The capacitor shown in fig A2.11 is in steady state.

The energy stored in the capacitor is
(A) $C{I^2}{R^2}$
(B) $2C{I^2}{R^2}$
(C) $4C{I^2}{R^2}$
(D) None of these

Answer 1

R is resistor, C is capacitor and I is current flowing in wire. We will now consider wire containing capacitors as current is flowing in steady state in that branch of wire. We will find energy stored in the capacitor using $U = \dfrac{1}{2}C{V^2}$ formula where V is the potential difference across the capacitor.

Complete step by step answer

Fig A2.12.
Capacitor:
It is a two terminal device which is used to store energy in the form of an electric field. It is also known as condenser. Basically, two metallic plates are separated by a dielectric constant. S.I. unit is farad.
Resistor:
It is used to resist the flow of current. It is a passive element. S.I. unit is ohm.
Circuit:
It is a path used to conduct electricity. It consists of various elements like resistor, capacitor, wire, key, etc.

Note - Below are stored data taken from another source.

//! Pomodoro timer.
//!
//! Driven entirely by the `now` the resolver passes in, so it needs no thread
//! of its own. Controls arrive through a cloneable [`PomodoroHandle`].

use chrono::{DateTime, Duration, Utc};
use serde::{Deserialize, Serialize};
use std::str::FromStr;
use std::sync::{Arc, Mutex};

use crate::error::SourceError;
use crate::source::{Observation, ObservationSource};

const TICKER_MESSAGE_SECS: i64 = 3;

#[derive(Debug, Clone, Copy, PartialEq, Eq, Serialize, Deserialize)]
#[serde(rename_all = "snake_case")]
pub enum PomodoroPhase {
    Idle,
    Work,
    Break,
}

#[derive(Debug, Clone, Copy, PartialEq, Eq, Serialize, Deserialize)]
#[serde(rename_all = "snake_case")]
pub enum PomodoroAction {
    StartWork,
    StartBreak,
    Reset,
    Toggle,
}

impl FromStr for PomodoroAction {
    type Err = String;

    fn from_str(value: &str) -> Result<Self, Self::Err> {
        match value {
            "start_work" => Ok(Self::StartWork),
            "start_break" => Ok(Self::StartBreak),
            "reset" => Ok(Self::Reset),
            "toggle" => Ok(Self::Toggle),
            other => Err(format!("unknown pomodoro action: {other}")),
        }
    }
}

#[derive(Debug, Clone, Serialize, Deserialize, PartialEq, Eq)]
pub struct PomodoroStatus {
    pub phase: PomodoroPhase,
    pub remaining_secs: i64,
}

#[derive(Debug)]
struct PomodoroTimer {
    work: Duration,
    rest: Duration,
    phase: PomodoroPhase,
    ends_at: Option<DateTime<Utc>>,
    work_just_finished: bool,
    /// Phase and minute of the last countdown message.
    last_ticker: Option<(PomodoroPhase, i64)>,
}

impl PomodoroTimer {
    fn apply(&mut self, action: PomodoroAction, now: DateTime<Utc>) {
        match action {
            PomodoroAction::StartWork => self.enter(PomodoroPhase::Work, now),
            PomodoroAction::StartBreak => self.enter(PomodoroPhase::Break, now),
            PomodoroAction::Reset => self.reset(),
            PomodoroAction::Toggle if self.phase == PomodoroPhase::Idle => {
                self.enter(PomodoroPhase::Work, now)
            }
            PomodoroAction::Toggle => self.reset(),
        }
    }

    fn enter(&mut self, phase: PomodoroPhase, start: DateTime<Utc>) {
        let length = match phase {
            PomodoroPhase::Work => self.work,
            PomodoroPhase::Break => self.rest,
            PomodoroPhase::Idle => return self.reset(),
        };
        self.phase = phase;
        self.ends_at = Some(start + length);
        self.work_just_finished = false;
        self.last_ticker = None;
    }

    fn reset(&mut self) {
        self.phase = PomodoroPhase::Idle;
        self.ends_at = None;
        self.work_just_finished = false;
        self.last_ticker = None;
    }

    /// Rolls finished phases forward: work → break → idle.
    fn advance(&mut self, now: DateTime<Utc>) {
        while let Some(ends_at) = self.ends_at {
            if now < ends_at {
                break;
            }
            match self.phase {
                PomodoroPhase::Work => {
                    self.enter(PomodoroPhase::Break, ends_at);
                    self.work_just_finished = true;
                }
                _ => {
                    let pending = self.work_just_finished;
                    self.reset();
                    self.work_just_finished = pending;
                }
            }
        }
    }

    fn remaining(&self, now: DateTime<Utc>) -> i64 {
        self.ends_at
            .map(|ends_at| {
                let ms = ends_at.signed_duration_since(now).num_milliseconds().max(0);
                (ms + 999) / 1000
            })
            .unwrap_or(0)
    }

    fn observe(&mut self, now: DateTime<Utc>) -> Option<Observation> {
        self.advance(now);
        if self.work_just_finished {
            self.work_just_finished = false;
            return Some(Observation::label("success").with_message("Work session complete!"));
        }
        let (label, prefix) = match self.phase {
            PomodoroPhase::Work => ("coding", "Work"),
            PomodoroPhase::Break => ("idle-coffee", "Break"),
            PomodoroPhase::Idle => return None,
        };
        let observation = Observation::label(label);

        // The countdown is only announced on phase entry and once per minute.
        let remaining = self.remaining(now);
        let ticker = (self.phase, (remaining + 59) / 60);
        if self.last_ticker == Some(ticker) {
            return Some(observation);
        }
        self.last_ticker = Some(ticker);
        Some(
            observation
                .with_message(format!("{prefix}: {}", format_clock(remaining)))
                .with_duration(Duration::seconds(TICKER_MESSAGE_SECS)),
        )
    }
}

fn format_clock(secs: i64) -> String {
    format!("{}:{:02}", secs / 60, secs % 60)
}

/// Control side shared with IPC handlers.
#[derive(Debug, Clone)]
pub struct PomodoroHandle(Arc<Mutex<PomodoroTimer>>);

impl PomodoroHandle {
    pub fn apply(&self, action: PomodoroAction, now: DateTime<Utc>) -> PomodoroStatus {
        match self.0.lock() {
            Ok(mut timer) => {
                timer.apply(action, now);
                PomodoroStatus {
                    phase: timer.phase,
                    remaining_secs: timer.remaining(now),
                }
            }
            Err(_) => PomodoroStatus {
                phase: PomodoroPhase::Idle,
                remaining_secs: 0,
            },
        }
    }

    pub fn status(&self, now: DateTime<Utc>) -> PomodoroStatus {
        match self.0.lock() {
            Ok(mut timer) => {
                timer.advance(now);
                PomodoroStatus {
                    phase: timer.phase,
                    remaining_secs: timer.remaining(now),
                }
            }
            Err(_) => PomodoroStatus {
                phase: PomodoroPhase::Idle,
                remaining_secs: 0,
            },
        }
    }
}

pub struct PomodoroSource {
    timer: Arc<Mutex<PomodoroTimer>>,
}

impl PomodoroSource {
    pub fn new(work_minutes: u32, break_minutes: u32) -> Self {
        Self {
            timer: Arc::new(Mutex::new(PomodoroTimer {
                work: Duration::minutes(i64::from(work_minutes.max(1))),
                rest: Duration::minutes(i64::from(break_minutes.max(1))),
                phase: PomodoroPhase::Idle,
                ends_at: None,
                work_just_finished: false,
                last_ticker: None,
            })),
        }
    }

    pub fn handle(&self) -> PomodoroHandle {
        PomodoroHandle(Arc::clone(&self.timer))
    }
}

impl ObservationSource for PomodoroSource {
    fn id(&self) -> &str {
        "pomodoro"
    }

    fn stop(&mut self) {
        if let Ok(mut timer) = self.timer.lock() {
            timer.reset();
        }
    }

    fn observe(&mut self, now: DateTime<Utc>) -> Result<Option<Observation>, SourceError> {
        let mut timer = self
            .timer
            .lock()
            .map_err(|_| SourceError::Observation("pomodoro timer poisoned".to_string()))?;
        Ok(timer.observe(now))
    }
}

#[cfg(test)]
mod tests {
    use super::*;
    use chrono::TimeZone;

    fn t0() -> DateTime<Utc> {
        Utc.with_ymd_and_hms(2026, 3, 1, 9, 0, 0).unwrap()
    }

    #[test]
    fn idle_timer_observes_nothing() {
        let mut source = PomodoroSource::new(25, 5);
        assert_eq!(source.observe(t0()).unwrap(), None);
    }

    #[test]
    fn work_phase_counts_down() {
        let mut source = PomodoroSource::new(25, 5);
        source.handle().apply(PomodoroAction::StartWork, t0());

        let start = source.observe(t0()).unwrap().unwrap();
        assert_eq!(start.label.as_str(), "coding");
        assert_eq!(start.message.as_deref(), Some("Work: 25:00"));
        assert_eq!(start.duration, Some(Duration::seconds(3)));

        let later = source.observe(t0() + Duration::seconds(61)).unwrap().unwrap();
        assert_eq!(later.message.as_deref(), Some("Work: 23:59"));
    }

    #[test]
    fn countdown_is_announced_once_per_minute() {
        let mut source = PomodoroSource::new(25, 5);
        source.handle().apply(PomodoroAction::StartWork, t0());

        let messages: Vec<String> = (0..=120)
            .filter_map(|secs| {
                source
                    .observe(t0() + Duration::seconds(secs))
                    .unwrap()
                    .and_then(|observation| observation.message)
            })
            .collect();

        assert_eq!(messages, vec!["Work: 25:00", "Work: 24:00", "Work: 23:00"]);
        let quiet = source.observe(t0() + Duration::seconds(121)).unwrap().unwrap();
        assert_eq!(quiet.label.as_str(), "coding");
        assert_eq!(quiet.message, None);
    }

    #[test]
    fn restarting_work_announces_again() {
        let mut source = PomodoroSource::new(25, 5);
        let handle = source.handle();
        handle.apply(PomodoroAction::StartWork, t0());
        source.observe(t0()).unwrap();

        handle.apply(PomodoroAction::StartWork, t0() + Duration::seconds(10));
        let restarted = source.observe(t0() + Duration::seconds(10)).unwrap().unwrap();

        assert_eq!(restarted.message.as_deref(), Some("Work: 25:00"));
    }

    #[test]
    fn work_completion_reports_once_then_breaks() {
        let mut source = PomodoroSource::new(25, 5);
        source.handle().apply(PomodoroAction::StartWork, t0());
        let done_at = t0() + Duration::minutes(25);

        let done = source.observe(done_at).unwrap().unwrap();
        assert_eq!(done.label.as_str(), "success");
        assert_eq!(done.message.as_deref(), Some("Work session complete!"));

        let rest = source.observe(done_at + Duration::seconds(1)).unwrap().unwrap();
        assert_eq!(rest.label.as_str(), "idle-coffee");
        assert_eq!(rest.message.as_deref(), Some("Break: 4:59"));

        assert_eq!(source.observe(done_at + Duration::minutes(5)).unwrap(), None);
    }

    #[test]
    fn toggle_starts_and_resets() {
        let source = PomodoroSource::new(25, 5);
        let handle = source.handle();

        let started = handle.apply(PomodoroAction::Toggle, t0());
        assert_eq!(started.phase, PomodoroPhase::Work);
        assert_eq!(started.remaining_secs, 25 * 60);

        let stopped = handle.apply(PomodoroAction::Toggle, t0() + Duration::seconds(5));
        assert_eq!(stopped.phase, PomodoroPhase::Idle);
    }

    #[test]
    fn actions_parse_from_wire_names() {
        assert_eq!(
            "start_break".parse::<PomodoroAction>(),
            Ok(PomodoroAction::StartBreak)
        );
        assert!("snooze".parse::<PomodoroAction>().is_err());
    }
}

A steady state current flows through a capacitor (given). So the new circuit is as shown in fig A2.12.
Now applying loop rule or Kirchhoff’s voltage law in loop CDEAC, we get
$IR = iR$
$\Rightarrow I = i$
Now, current that flows in AB branch
$AB = I + i$
$AB = 2I$
Therefore, voltage in branch AB will be
$\Delta V = iR$
$\Delta {V_{AB}} = 2IR$
Energy stored in capacitor will be
$U = \dfrac{1}{2}C\Delta {V_{AB}}^2$
$U = \dfrac{1}{2}C{(2IR)^2}$
$U = 2C{I^2}{R^2}$

Therefore, energy stored in the capacitor is $2C{I^2}{R^2}$. So, option B is the correct
Note
If we had used energy stored formula directly without applying loop rule then instead of 2I we would have used the same current flowing in the circuit say I which is wrong. Because of which we might have got $\dfrac{{C{I^2}{R^2}}}{2}$ as our solution. But this won’t satisfy any option hence we would choose the option.